By Daniel Brouse
September 1, 2025
The Atlantic Meridional Overturning Circulation (AMOC) and the jet stream are unraveling much faster than science once believed possible. What was once thought to take millennia, and later centuries, has now accelerated into mere decades.
Earlier this year, I wrote about the unsettling transition from spring to summer in Pennsylvania. A damp, cool spring gave way almost overnight to record-breaking heat, scorching the state in the very first days of summer. At first glance, these whiplash conditions might seem like disconnected events. In reality, they are symptoms of a deeper crisis: the breakdown of Earth’s major circulation systems that once stabilized climate.
Two of the most important of these systems—the jet stream and the AMOC—have now crossed critical tipping points. Both govern weather across the North and Mid-Atlantic United States, and both systems now oscillate directly over Pennsylvania, placing the state in the crosshairs of instability.
Atmospheric and oceanic circulation normally work in tandem to transport thermal energy across the planet, preventing extremes. But as Arctic ice melt pours freshwater into the North Atlantic, the AMOC weakens. The sinking of dense, salty water that drives this great current is slowing, stalling the northward transport of heat. Meanwhile, the jet stream—once strong and stable—has grown irregular. With the temperature difference between the poles and the tropics shrinking, the jet stream now stalls, bends, and meanders, allowing cold Arctic air to linger while trapping heat in other regions.

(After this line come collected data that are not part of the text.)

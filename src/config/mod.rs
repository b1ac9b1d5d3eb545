mod normalize;
mod resolve;

pub use normalize::{
    normalize_source, normalize_value, ConfigIssue, Normalized, Severity,
    DEFAULT_FILENAME_PATTERN,
};
pub use resolve::{resolve_by_path, resolve_content_by_name, resolve_media_by_name};
use serde_json::{json, Value};

use super::*;
use crate::registry::TypeRegistry;
use crate::schema::{Config, FieldDefinition};

fn fields(raw: Value) -> Vec<FieldDefinition> {
    serde_json::from_value(raw).expect("Should deserialize fields")
}

fn config_with_blocks(raw: Value) -> Config {
    Config {
        blocks: fields(raw),
        ..Config::default()
    }
}

fn compile(field_tree: Value, config: &Config) -> ValidatorNode {
    build_validator(&fields(field_tree), config, &TypeRegistry::new())
}

#[test]
fn test_mixed_field_tagging() {
    let config = config_with_blocks(json!([
        { "name": "quote", "type": "object",
          "fields": [{ "name": "text", "type": "string", "required": true }] }
    ]));
    let validator = compile(
        json!([{ "name": "part", "type": ["quote", "image"], "required": true }]),
        &config,
    );

    let ok = json!({ "part": { "tag": "quote", "value": { "text": "x" } } });
    assert!(validator.validate(&ok).is_empty());

    let retagged = json!({ "part": { "tag": "image", "value": { "text": "x" } } });
    let issues = validator.validate(&retagged);
    assert_eq!(issues.len(), 1);
    assert_eq!(issues[0].path, "part.value");
    assert_eq!(issues[0].message, "must be a string");
}

#[test]
fn test_union_rejects_undeclared_and_missing_tags() {
    let validator = compile(
        json!([{ "name": "part", "type": ["string", "number"], "required": true }]),
        &Config::default(),
    );

    let issues = validator.validate(&json!({ "part": { "tag": "boolean", "value": true } }));
    assert_eq!(issues[0].message, "has unknown tag `boolean`");

    let issues = validator.validate(&json!({ "part": { "value": 1 } }));
    assert_eq!(issues[0].message, "is missing its tag");

    let issues = validator.validate(&json!({ "part": "not tagged" }));
    assert_eq!(issues[0].message, "must be a tagged value");
}

#[test]
fn test_all_sibling_failures_are_collected() {
    let validator = compile(
        json!([
            { "name": "title", "type": "string", "required": true },
            { "name": "count", "type": "number", "required": true },
            { "name": "draft", "type": "boolean", "required": true }
        ]),
        &Config::default(),
    );

    let issues = validator.validate(&json!({ "count": "three" }));
    let paths: Vec<_> = issues.iter().map(|i| i.path.as_str()).collect();
    assert_eq!(paths, vec!["title", "count", "draft"]);
    assert_eq!(issues[1].message, "must be a number");
}

#[test]
fn test_optional_fields_pass_when_absent_or_null() {
    let validator = compile(
        json!([{ "name": "subtitle", "type": "string" }]),
        &Config::default(),
    );
    assert!(validator.validate(&json!({})).is_empty());
    assert!(validator.validate(&json!({ "subtitle": null })).is_empty());

    let issues = validator.validate(&json!({ "subtitle": 7 }));
    assert_eq!(issues[0].message, "must be a string");
}

#[test]
fn test_list_bounds_and_element_paths() {
    let validator = compile(
        json!([{ "name": "tags", "type": "string", "required": true,
                 "list": { "min": 2, "max": 3 } }]),
        &Config::default(),
    );

    let issues = validator.validate(&json!({ "tags": ["a"] }));
    assert_eq!(issues[0].message, "must have at least 2 entries");

    let issues = validator.validate(&json!({ "tags": ["a", "b", "c", "d"] }));
    assert_eq!(issues[0].message, "must have at most 3 entries");

    let issues = validator.validate(&json!({ "tags": ["a", 2] }));
    assert_eq!(issues.len(), 1);
    assert_eq!(issues[0].path, "tags[1]");
}

#[test]
fn test_nested_object_paths_are_dotted_and_bracketed() {
    let validator = compile(
        json!([{ "name": "sections", "type": "object", "required": true, "list": true,
                 "fields": [{ "name": "heading", "type": "string", "required": true }] }]),
        &Config::default(),
    );

    let issues = validator.validate(&json!({ "sections": [{ "heading": "ok" }, {}] }));
    assert_eq!(issues.len(), 1);
    assert_eq!(issues[0].path, "sections[1].heading");
    assert_eq!(issues[0].message, "is required");
}

#[test]
fn test_pattern_constraint_uses_custom_message() {
    let validator = compile(
        json!([{ "name": "slug", "type": "string", "required": true,
                 "pattern": { "regex": "^[a-z-]+$", "message": "lowercase words only" } }]),
        &Config::default(),
    );
    assert!(validator.validate(&json!({ "slug": "hello-there" })).is_empty());

    let issues = validator.validate(&json!({ "slug": "Hello" }));
    assert_eq!(issues[0].message, "lowercase words only");
}

#[test]
fn test_invalid_pattern_degrades_to_no_constraint() {
    let validator = compile(
        json!([{ "name": "slug", "type": "string", "required": true,
                 "pattern": "([unclosed" }]),
        &Config::default(),
    );
    assert!(validator.validate(&json!({ "slug": "anything goes" })).is_empty());
}

#[test]
fn test_block_substitution_honors_reference_site_overrides() {
    let config = config_with_blocks(json!([
        { "name": "gallery", "type": "object",
          "fields": [{ "name": "caption", "type": "string", "required": true }] }
    ]));
    // The reference supplies required and list; the block supplies the shape.
    let validator = compile(
        json!([{ "name": "galleries", "type": "gallery", "required": true, "list": true }]),
        &config,
    );

    let issues = validator.validate(&json!({}));
    assert_eq!(issues[0].path, "galleries");
    assert_eq!(issues[0].message, "is required");

    let issues = validator.validate(&json!({ "galleries": [{ "caption": "x" }, {}] }));
    assert_eq!(issues[0].path, "galleries[1].caption");
}

#[test]
fn test_block_of_block_accepts_anything() {
    let config = config_with_blocks(json!([
        { "name": "outer", "type": "inner" },
        { "name": "inner", "type": "object",
          "fields": [{ "name": "x", "type": "string", "required": true }] }
    ]));
    let validator = compile(
        json!([{ "name": "part", "type": "outer", "required": true }]),
        &config,
    );

    // The nested reference is left unresolved; any value passes.
    assert!(validator.validate(&json!({ "part": { "not": "checked" } })).is_empty());
    assert!(validator.validate(&json!({})).is_empty());
}

#[test]
fn test_unknown_type_falls_back_to_permissive_string() {
    let validator = compile(
        json!([{ "name": "widget", "type": "gizmo", "required": true }]),
        &Config::default(),
    );
    assert!(validator.validate(&json!({ "widget": "fine" })).is_empty());

    let issues = validator.validate(&json!({ "widget": 42 }));
    assert_eq!(issues[0].message, "must be a string");
}

#[test]
fn test_select_membership_and_number_bounds() {
    let validator = compile(
        json!([
            { "name": "status", "type": "select", "required": true,
              "options": { "values": ["draft", "published"] } },
            { "name": "rating", "type": "number", "required": true,
              "options": { "min": 1, "max": 5 } }
        ]),
        &Config::default(),
    );
    assert!(validator
        .validate(&json!({ "status": "draft", "rating": 3 }))
        .is_empty());

    let issues = validator.validate(&json!({ "status": "archived", "rating": 9 }));
    assert_eq!(issues[0].message, "must be one of: draft, published");
    assert_eq!(issues[1].message, "must be at most 5");
}

#[test]
fn test_compilation_never_fails_on_weird_trees() {
    let config = config_with_blocks(json!([
        { "name": "loop", "type": "loop" }
    ]));
    // A block whose type is itself. Compilation still terminates.
    let validator = compile(
        json!([{ "name": "part", "type": ["loop"], "list": true }]),
        &config,
    );
    assert!(validator.validate(&json!({ "part": [] })).is_empty());
}
use serde_json::{Map, Value};

use crate::registry::TypeRegistry;
use crate::schema::{Config, FieldDefinition, FieldType};

/// Walk a field tree and a value tree in lock-step, producing a new tree by
/// calling `apply` at every leaf.
///
/// Total coverage guarantee: the output carries exactly the declared field
/// names at every level, regardless of how complete (or malformed) the input
/// tree is. A null or non-object root is treated as `{}`.
pub fn deep_map<F>(value: &Value, fields: &[FieldDefinition], apply: &F) -> Value
where
    F: Fn(Option<&Value>, &FieldDefinition) -> Value,
{
    let empty = Map::new();
    let object = value.as_object().unwrap_or(&empty);
    let mut out = Map::new();
    for field in fields {
        out.insert(field.name.clone(), map_field(object.get(&field.name), field, apply));
    }
    Value::Object(out)
}

fn map_field<F>(value: Option<&Value>, field: &FieldDefinition, apply: &F) -> Value
where
    F: Fn(Option<&Value>, &FieldDefinition) -> Value,
{
    match &field.field_type {
        FieldType::Mixed(tags) => {
            if field.list.is_enabled() {
                let elements = value.and_then(Value::as_array).map_or(&[][..], Vec::as_slice);
                Value::Array(
                    elements
                        .iter()
                        .map(|element| map_mixed_element(element, tags, field, apply))
                        .collect(),
                )
            } else {
                map_mixed(value, tags, field, apply)
            }
        }
        FieldType::Single(_) if field.is_object() => {
            if field.list.is_enabled() {
                let elements = value.and_then(Value::as_array).map_or(&[][..], Vec::as_slice);
                Value::Array(
                    elements
                        .iter()
                        .map(|element| deep_map(element, &field.fields, apply))
                        .collect(),
                )
            } else {
                // Recurse against the sub-object, or {} when absent.
                deep_map(value.unwrap_or(&Value::Null), &field.fields, apply)
            }
        }
        FieldType::Single(_) => {
            if field.list.is_enabled() {
                let element_field = field.as_element();
                let elements = value.and_then(Value::as_array).map_or(&[][..], Vec::as_slice);
                Value::Array(
                    elements
                        .iter()
                        .map(|element| apply(Some(element), &element_field))
                        .collect(),
                )
            } else {
                apply(value, field)
            }
        }
    }
}

fn map_mixed<F>(value: Option<&Value>, tags: &[String], field: &FieldDefinition, apply: &F) -> Value
where
    F: Fn(Option<&Value>, &FieldDefinition) -> Value,
{
    if let Some(Value::Object(entry)) = value {
        if let Some(Value::String(tag)) = entry.get("tag") {
            if tags.iter().any(|t| t == tag) {
                return rewrap(tag, apply(entry.get("value"), field));
            }
        }
    }
    // No usable tag: produce a placeholder via apply.
    apply(None, field)
}

fn map_mixed_element<F>(
    element: &Value,
    tags: &[String],
    field: &FieldDefinition,
    apply: &F,
) -> Value
where
    F: Fn(Option<&Value>, &FieldDefinition) -> Value,
{
    if let Value::Object(entry) = element {
        if let Some(Value::String(tag)) = entry.get("tag") {
            if tags.iter().any(|t| t == tag) {
                return rewrap(tag, apply(entry.get("value"), field));
            }
        }
    }
    // Malformed list elements pass through unchanged.
    element.clone()
}

fn rewrap(tag: &str, value: Value) -> Value {
    let mut out = Map::new();
    out.insert("tag".to_string(), Value::String(tag.to_string()));
    out.insert("value".to_string(), value);
    Value::Object(out)
}

/// The read path: transform stored values into their logical editing form
/// via each type's registered reader.
#[must_use]
pub fn read_values(
    raw: &Value,
    fields: &[FieldDefinition],
    config: &Config,
    registry: &TypeRegistry,
) -> Value {
    deep_map(raw, fields, &|value, field| {
        apply_handler(value, field, config, registry, true)
    })
}

/// The write path: transform logical values back into their stored form via
/// each type's registered writer.
#[must_use]
pub fn write_values(
    values: &Value,
    fields: &[FieldDefinition],
    config: &Config,
    registry: &TypeRegistry,
) -> Value {
    deep_map(values, fields, &|value, field| {
        apply_handler(value, field, config, registry, false)
    })
}

/// The initial value tree for a new entry, from each type's default
/// provider. Every declared field is present.
#[must_use]
pub fn default_values(
    fields: &[FieldDefinition],
    config: &Config,
    registry: &TypeRegistry,
) -> Value {
    deep_map(&Value::Null, fields, &|_, field| match &field.field_type {
        FieldType::Mixed(_) => Value::Null,
        FieldType::Single(tag) if config.block(tag).is_some() => Value::Null,
        FieldType::Single(tag) => registry
            .handler(tag)
            .default_value(field)
            .unwrap_or(Value::Null),
    })
}

fn apply_handler(
    value: Option<&Value>,
    field: &FieldDefinition,
    config: &Config,
    registry: &TypeRegistry,
    reading: bool,
) -> Value {
    match &field.field_type {
        // Mixed inner values and block references carry no single scalar
        // type, so they pass through untransformed.
        FieldType::Mixed(_) => value.cloned().unwrap_or(Value::Null),
        FieldType::Single(tag) => {
            if config.block(tag).is_some() {
                return value.cloned().unwrap_or(Value::Null);
            }
            let handler = registry.handler(tag);
            let transformed = if reading {
                handler.read(value, field, config)
            } else {
                handler.write(value, field, config)
            };
            transformed.unwrap_or(Value::Null)
        }
    }
}

#[cfg(test)]
#[path = "transform_tests.rs"]
mod tests;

The consequence is a climate marked by contradiction, where sudden swings between extremes are no longer anomalies but the new normal. What happened in Pennsylvania this year illustrates this shift: a record-wet spring with atmospheric rivers and torrential rains, followed almost immediately by drought and heat domes. Now, as summer fades to autumn, the pendulum has swung again—this time toward a stalled polar vortex draped across much of the United States.
Compounding this instability is the intensification of Rossby Waves, those giant meanders in the jet stream that now drive hydrologic whiplash. The alternating floods and droughts, combined with extremes of heat and cold, are signatures of a nonlinear, chaotic climate system spinning further out of balance.

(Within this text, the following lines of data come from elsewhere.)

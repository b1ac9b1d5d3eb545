use serde_json::{Map, Value};

use super::{body_value, value, CodecError, BODY_KEY};
use crate::schema::{DelimiterSpec, Dialect};

/// Dialect-specific default delimiter pairs.
#[must_use]
pub(crate) fn default_delimiters(dialect: Dialect) -> (&'static str, &'static str) {
    match dialect {
        Dialect::Yaml => ("---", "---"),
        Dialect::Toml => ("+++", "+++"),
        Dialect::Json => ("{", "}"),
    }
}

fn resolve_delimiters<'a>(
    dialect: Dialect,
    spec: Option<&'a DelimiterSpec>,
) -> (&'a str, &'a str) {
    match spec {
        Some(spec) => spec.resolve(),
        None => default_delimiters(dialect),
    }
}

/// Whether the block must be captured including its delimiter lines.
///
/// JSON frontmatter under the default brace delimiters keeps the braces,
/// since they double as JSON syntax. This is load-bearing for round-trip
/// fidelity and must not be "fixed".
fn braces_are_syntax(dialect: Dialect, open: &str, close: &str) -> bool {
    dialect == Dialect::Json && open == "{" && close == "}"
}

/// Parse fenced-frontmatter text. Text not matching
/// `start-delimiter, block, end-delimiter, optional body` is returned
/// unparsed as `{body: <original text>}`.
pub(crate) fn parse(
    text: &str,
    dialect: Dialect,
    delimiters: Option<&DelimiterSpec>,
) -> Result<Value, CodecError> {
    let (open, close) = resolve_delimiters(dialect, delimiters);
    let include_delims = braces_are_syntax(dialect, open, close);
    let Some((block, body)) = split(text, open, close, include_delims) else {
        return Ok(body_value(text));
    };

    let data = if block.trim().is_empty() {
        Value::Object(Map::new())
    } else {
        match dialect {
            Dialect::Yaml => serde_yaml::from_str(&block)?,
            Dialect::Json => serde_json::from_str(&block)?,
            Dialect::Toml => {
                let table: toml::Table = toml::from_str(&block)?;
                value::toml_to_json(toml::Value::Table(table))
            }
        }
    };

    // A block that is valid wire syntax but not a key/value table does not
    // fit the frontmatter shape; treat the whole text as body.
    let Value::Object(mut map) = data else {
        return Ok(body_value(text));
    };
    if !body.is_empty() {
        map.insert(BODY_KEY.to_string(), Value::String(body));
    }
    Ok(Value::Object(map))
}

/// Serialize a value tree as fenced frontmatter: the `body` key is dropped,
/// the remainder serialized as the block (an empty block when nothing
/// remains), and the body reattached unchanged after the block.
pub(crate) fn stringify(
    data: &Value,
    dialect: Dialect,
    delimiters: Option<&DelimiterSpec>,
) -> Result<String, CodecError> {
    let empty = Map::new();
    let object = data.as_object().unwrap_or(&empty);
    let body = object.get(BODY_KEY).and_then(Value::as_str).unwrap_or("");
    let mut rest = object.clone();
    rest.remove(BODY_KEY);

    let (open, close) = resolve_delimiters(dialect, delimiters);
    let mut out = String::new();

    if braces_are_syntax(dialect, open, close) {
        // The serialized block supplies the braces itself.
        out.push_str(&json_block(&rest)?);
        out.push('\n');
    } else {
        out.push_str(open);
        out.push('\n');
        if !rest.is_empty() {
            out.push_str(&serialize_block(&rest, dialect)?);
        }
        out.push_str(close);
        out.push('\n');
    }

    out.push_str(body);
    Ok(out)
}

fn serialize_block(map: &Map<String, Value>, dialect: Dialect) -> Result<String, CodecError> {
    match dialect {
        Dialect::Yaml => Ok(serde_yaml::to_string(&Value::Object(map.clone()))?),
        Dialect::Json => {
            let mut block = serde_json::to_string_pretty(&Value::Object(map.clone()))?;
            block.push('\n');
            Ok(block)
        }
        Dialect::Toml => Ok(toml::to_string(&value::json_map_to_toml_table(map))?),
    }
}

/// JSON block in the default-brace style: braces on their own lines, one
/// top-level entry per line, compact separators. Parsing this style back
/// reproduces the input byte for byte.
fn json_block(map: &Map<String, Value>) -> Result<String, CodecError> {
    let mut out = String::from("{");
    let last = map.len().saturating_sub(1);
    for (index, (key, entry)) in map.iter().enumerate() {
        out.push('\n');
        out.push_str(&serde_json::to_string(key)?);
        out.push(':');
        out.push_str(&serde_json::to_string(entry)?);
        if index != last {
            out.push(',');
        }
    }
    out.push_str("\n}");
    Ok(out)
}

/// Split `text` into `(block, body)` on delimiter lines. The body is the
/// remainder after the closing delimiter line, minus exactly one leading
/// newline.
fn split(text: &str, open: &str, close: &str, include_delims: bool) -> Option<(String, String)> {
    let after_open = text.strip_prefix(open)?.strip_prefix('\n')?;
    let (block_end, rest_start) = find_close(after_open, close)?;
    let inner = &after_open[..block_end];
    let rest = &after_open[rest_start..];
    let body = rest.strip_prefix('\n').unwrap_or(rest);
    let block = if include_delims {
        format!("{open}\n{inner}\n{close}")
    } else {
        inner.to_string()
    };
    Some((block, body.to_string()))
}

/// Locate the closing delimiter line. Returns `(block_end, rest_start)`
/// offsets into the text after the opening delimiter line.
fn find_close(after_open: &str, close: &str) -> Option<(usize, usize)> {
    let first_line = format!("{close}\n");
    if let Some(_rest) = after_open.strip_prefix(&first_line) {
        return Some((0, first_line.len()));
    }
    if after_open == close {
        return Some((0, close.len()));
    }
    let middle = format!("\n{close}\n");
    if let Some(at) = after_open.find(&middle) {
        return Some((at, at + middle.len()));
    }
    let terminal = format!("\n{close}");
    if after_open.ends_with(&terminal) {
        return Some((after_open.len() - terminal.len(), after_open.len()));
    }
    None
}
/// Creates a memory sub-entry under `parent_id` with an already-resolved
/// `summary`, linking it via both the `parent` column and a `child-of`
/// edge, and appending a pointer entry to the parent's content.
///
/// Embeds `body` before opening the transaction (§5: external I/O never
/// happens inside a write transaction); a failed embed call is downgraded
/// to a logged warning and the child is created with no embedding rather
/// than failing the whole operation.
pub fn add_sub(
    storage: &dyn Storage,
    embedding: &dyn EmbeddingProvider,
    project: &str,
    parent_id: &str,
    title: &str,
    body: &str,
    labels: &[String],
    summary: String,
    agent: &str,
) -> Result<Shard> {
    let parent = storage.get_shard(parent_id)?;
    require_memory(&parent)?;

    let depth = path(storage, parent_id)?.len();
    if depth >= DEPTH_WARNING_THRESHOLD {
        tracing::warn!(parent_id, depth, "memory tree is getting deep");
    }

    let vector = match embedding.embed(body) {
        Ok(v) => Some(v),
        Err(e) => {
            tracing::warn!(error = %e, "embedding provider unavailable, creating sub-memory without an embedding");
            None
        }
    };

    let prefix = super::prefix_for_project(project);
    let id = super::mint_unique_id(storage, project, &prefix, title, body, agent)?;

    let mut builder = ShardBuilder::new(project, title)
        .id(id)
        .content(body)
        .shard_type(ShardType::Memory)
        .creator(agent)
        .parent(parent_id);
    if let Some(v) = vector {
        builder = builder.embedding(v);
    }
    let child = builder.build();
    let child_id = child.id.clone();
    palace_core::validation::validate(&child)?;

    let result: RefCell<Option<Shard>> = RefCell::new(None);
    storage.run_in_transaction(&|tx| {
        tx.create_shard(&child)?;
        for label in labels {
            tx.add_label(&child.id, label)?;
        }
        tx.add_edge(&Edge::new(parent_id, child.id.as_str(), EdgeType::ChildOf).with_metadata(json!({"summary": summary})))?;

        let new_content = pointer_block::append(
            &parent.content,
            PointerEntry {
                id: child.id.clone(),
                title: child.title.clone(),
                summary: summary.clone(),
            },
        );
        tx.update_shard(parent_id, &ShardUpdates { content: Some(new_content), ..Default::default() })?;

        *result.borrow_mut() = Some(tx.get_shard(&child.id)?);
        Ok(())
    })?;

    result.into_inner().ok_or_else(|| PalaceError::Inconsistent(format!("sub-memory {child_id} vanished after commit")))
}

/// Deletes a memory shard. Refuses if it has children unless `recursive`;
/// otherwise deletes the whole subtree leaves-first. Edge/label/receipt
/// rows cascade at the schema level (`ON DELETE CASCADE`); only the parent's
/// pointer-block entry needs explicit cleanup.
pub fn delete(storage: &dyn Storage, id: &str, recursive: bool) -> Result<()> {
    let shard = storage.get_shard(id)?;
    require_memory(&shard)?;

    let mut descendants = vec![shard.clone()];
    let mut frontier = vec![shard.clone()];
    while let Some(node) = frontier.pop() {
        let kids = storage.shards_via_edge(&node.id, &EdgeType::ChildOf, false)?;
        if !kids.is_empty() && !recursive && node.id == id {
            return Err(PalaceError::ConflictState(format!("{id} has children; pass --recursive to delete them too")));
        }
        for kid in kids {
            descendants.push(kid.clone());
            frontier.push(kid);
        }
    }

    // Leaves first: reverse BFS order is deepest-discovered-last, so
    // reversing the whole list deletes children before their ancestors.
    descendants.reverse();

    storage.run_in_transaction(&|tx| {
        for node in &descendants {
            tx.delete_shard(&node.id)?;
        }
        Ok(())
    })?;

    if let Some(parent_id) = &shard.parent {
        if let Ok(parent) = storage.get_shard(parent_id) {
            let new_content = pointer_block::remove(&parent.content, id);
            if new_content != parent.content {
                storage.update_shard(parent_id, &ShardUpdates { content: Some(new_content), ..Default::default() })?;
            }
        }
    }

    Ok(())
}

/// Forbids moving a shard into itself or one of its own descendants.
fn assert_not_into_descendant(storage: &dyn Storage, id: &str, new_parent_id: &str) -> Result<()> {
    if id == new_parent_id {
        return Err(PalaceError::ConflictState(format!("cannot move {id} into itself")));
    }
    let ancestry = path(storage, new_parent_id)?;
    if ancestry.iter().any(|s| s.id == id) {
        return Err(PalaceError::ConflictState(format!("cannot move {id} into its own descendant {new_parent_id}")));
    }
    Ok(())
}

Perhaps most alarming is the speed of this transformation. Earlier models projected AMOC collapse and jet stream destabilization unfolding over many centuries. But today, feedback loops between these systems are accelerating change by thousands of years beyond those initial predictions. If this trajectory continues, the Northeast could face summers that resemble swamps—hot, humid, and stifling—followed by winters of unprecedented severity.
The collapse is no longer theoretical. It is here, it is accelerating, and it is reshaping daily life in Pennsylvania and across the globe. The only real uncertainty left is how much worse it will get, and how quickly.